이문서는 Ken Eves가 지은 FAQ와 IP Masquerade 메일링 리스트의 많은 도움되는 내용에 많은 것을 바탕으로 하고 있다. 그리고 메일링 리스트에서 나에게 IP Masquerade를 설치하고 이글을 쓰게끔 영감을 준 Matthew Driver씨에게 특별히 감사를 드린다.

만일 잘못된 내용이나 빠진 내용이 있다면 나에게 ambrose@writeme.com으로 제언이나 의견을 보내주기 바란다. 당신의 중요한 제언들이 나중에 이 하우투에 반영될 것이다.

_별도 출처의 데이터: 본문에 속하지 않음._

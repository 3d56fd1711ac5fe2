/// Test doubles for the catalog and identity ports, and service builders
use async_trait::async_trait;
use mockall::mock;
use quickbet_lib::{
    modules::{
        auth::{Credentials, IdentityProvider, Session, SignUpOutcome},
        catalog::{CatalogProvider, Category, Genre, TitleDetail, TitleSummary},
    },
    shared::{storage::KeyValueStorage, AppResult},
    AppServices,
};
use std::collections::HashMap;
use std::sync::Arc;
use std::time::Duration;

mock! {
    pub Catalog {}

    #[async_trait]
    impl CatalogProvider for Catalog {
        async fn list_by_category(&self, category: Category) -> AppResult<Vec<TitleSummary>>;
        async fn search(&self, keyword: &str) -> AppResult<Vec<TitleSummary>>;
        async fn list_by_genre(&self, genre_id: u32) -> AppResult<Vec<TitleSummary>>;
        async fn get_detail(&self, id: u32) -> AppResult<Option<TitleDetail>>;
        async fn list_genres(&self) -> AppResult<Vec<Genre>>;
    }
}

mock! {
    pub Identity {}

    #[async_trait]
    impl IdentityProvider for Identity {
        async fn sign_in_with_password(&self, credentials: &Credentials) -> AppResult<Session>;
        async fn sign_up(
            &self,
            credentials: &Credentials,
            code_challenge: &str,
        ) -> AppResult<SignUpOutcome>;
        async fn sign_out(&self, access_token: &str) -> AppResult<()>;
        async fn exchange_code_for_session(
            &self,
            auth_code: &str,
            code_verifier: &str,
        ) -> AppResult<Session>;
    }
}

/// Catalog whose search and detail responses settle after a per-key delay,
/// for exercising out-of-order responses
#[derive(Default)]
pub struct DelayedCatalog {
    searches: HashMap<String, (Duration, Vec<TitleSummary>)>,
    details: HashMap<u32, (Duration, TitleDetail)>,
}

impl DelayedCatalog {
    pub fn new() -> Self {
        Self::default()
    }

    pub fn search_result(mut self, keyword: &str, delay_ms: u64, titles: Vec<TitleSummary>) -> Self {
        self.searches
            .insert(keyword.to_string(), (Duration::from_millis(delay_ms), titles));
        self
    }

    pub fn detail(mut self, detail: TitleDetail, delay_ms: u64) -> Self {
        self.details
            .insert(detail.id, (Duration::from_millis(delay_ms), detail));
        self
    }
}

#[async_trait]
impl CatalogProvider for DelayedCatalog {
    async fn list_by_category(&self, _category: Category) -> AppResult<Vec<TitleSummary>> {
        Ok(Vec::new())
    }

    async fn search(&self, keyword: &str) -> AppResult<Vec<TitleSummary>> {
        match self.searches.get(keyword) {
            Some((delay, titles)) => {
                tokio::time::sleep(*delay).await;
                Ok(titles.clone())
            }
            None => Ok(Vec::new()),
        }
    }

    async fn list_by_genre(&self, _genre_id: u32) -> AppResult<Vec<TitleSummary>> {
        Ok(Vec::new())
    }

    async fn get_detail(&self, id: u32) -> AppResult<Option<TitleDetail>> {
        match self.details.get(&id) {
            Some((delay, detail)) => {
                tokio::time::sleep(*delay).await;
                Ok(Some(detail.clone()))
            }
            None => Ok(None),
        }
    }

    async fn list_genres(&self) -> AppResult<Vec<Genre>> {
        Ok(Vec::new())
    }
}

/// Wire services over a catalog double, an identity mock with no
/// expectations and the given storage
pub fn build_test_services(
    catalog: impl CatalogProvider + 'static,
    storage: Arc<dyn KeyValueStorage>,
) -> AppServices {
    AppServices::with_providers(Arc::new(catalog), Arc::new(MockIdentity::new()), storage)
}
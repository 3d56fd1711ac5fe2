use super::cards::DetailView;
use crate::modules::catalog::domain::TitleDetail;
use crate::modules::catalog::CatalogService;
use crate::modules::favorites::{FavoriteItem, FavoritesState};
use crate::shared::application::{LoadState, RequestGuard};
use crate::log_debug;
use std::sync::Arc;
use tokio::sync::RwLock;

/// Screen state of the single-title page
pub struct DetailScreen {
    catalog: Arc<CatalogService>,
    favorites: Arc<FavoritesState>,
    guard: RequestGuard,
    state: RwLock<LoadState<TitleDetail>>,
}

impl DetailScreen {
    pub fn new(catalog: Arc<CatalogService>, favorites: Arc<FavoritesState>) -> Self {
        Self {
            catalog,
            favorites,
            guard: RequestGuard::new(),
            state: RwLock::new(LoadState::Idle),
        }
    }

    /// Navigate to a title. Returns false if the user navigated again before
    /// this one settled.
    pub async fn open(&self, id: u32) -> bool {
        let ticket = self.guard.begin();
        *self.state.write().await = LoadState::Loading;

        let detail = self.catalog.get_detail(id).await;

        let mut state = self.state.write().await;
        if !self.guard.is_current(ticket) {
            log_debug!("Detail: dropping stale response for {}", id);
            return false;
        }
        *state = LoadState::from(detail);
        true
    }

    pub async fn state(&self) -> LoadState<TitleDetail> {
        self.state.read().await.clone()
    }

    pub async fn view(&self) -> LoadState<DetailView> {
        let favorites = self.favorites.snapshot();
        match &*self.state.read().await {
            LoadState::Idle => LoadState::Idle,
            LoadState::Loading => LoadState::Loading,
            LoadState::Empty => LoadState::Empty,
            LoadState::Loaded(detail) => LoadState::Loaded(DetailView::new(detail, &favorites)),
        }
    }

    /// Toggle the title on the page. `None` until a title has loaded.
    pub async fn toggle_favorite(&self) -> Option<bool> {
        let item = self.state.read().await.loaded().map(FavoriteItem::from)?;
        Some(self.favorites.toggle(item))
    }
}
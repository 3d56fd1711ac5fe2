pub mod supabase;

pub use supabase::SupabaseAuthClient;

이 하우투는 가장 짧은 시간에 IP Masquerade를 작동시키는 빠른 안내를 의미한다. 나는 전문적인 필자가 아니므로 일반적이지 않고 목적에 벗어난 내용 발견할수 있을 것이다. 최근의 뉴스와 정보는 내가 관리하고 있는 IP Masquerade Resource 웹페이지에서 발견할수 있을 것이다. 만일 만일 IP Masquerade에 관해 기술적인 질문이 있으면 시간이 모자라는 내게 email을 보내기 보다는 IP Masquerade의 개발자들이 당신의 질문에 답할 수 있는 메일링 리스트에 참여하기 바란다.

이문서의 최근판은 IP Masquerade Resource에서 HTML판과 Postscript판을 구할 수 있다.

1.3 판권과 포기

이 문서는 Ambrose Au에게 판권이 있고 자유문서이며 GNU 일반공공면허 아래서 마음대로 재배부할수 있다.

이문서의 정보와 다른 내용들은 내 지식으로 최선을 다한 것이다. 그러나 IP Masqurade는 실험적이고 내가 잘못을 범할 수 도 있으므로 이 문서의 내용에 따를 것인가를 당신이 결정해야한다.

이문서의 내용의 사용으로 인한 손해나 컴퓨터의 손상에 대해 책임질 사람은 아무도 없다.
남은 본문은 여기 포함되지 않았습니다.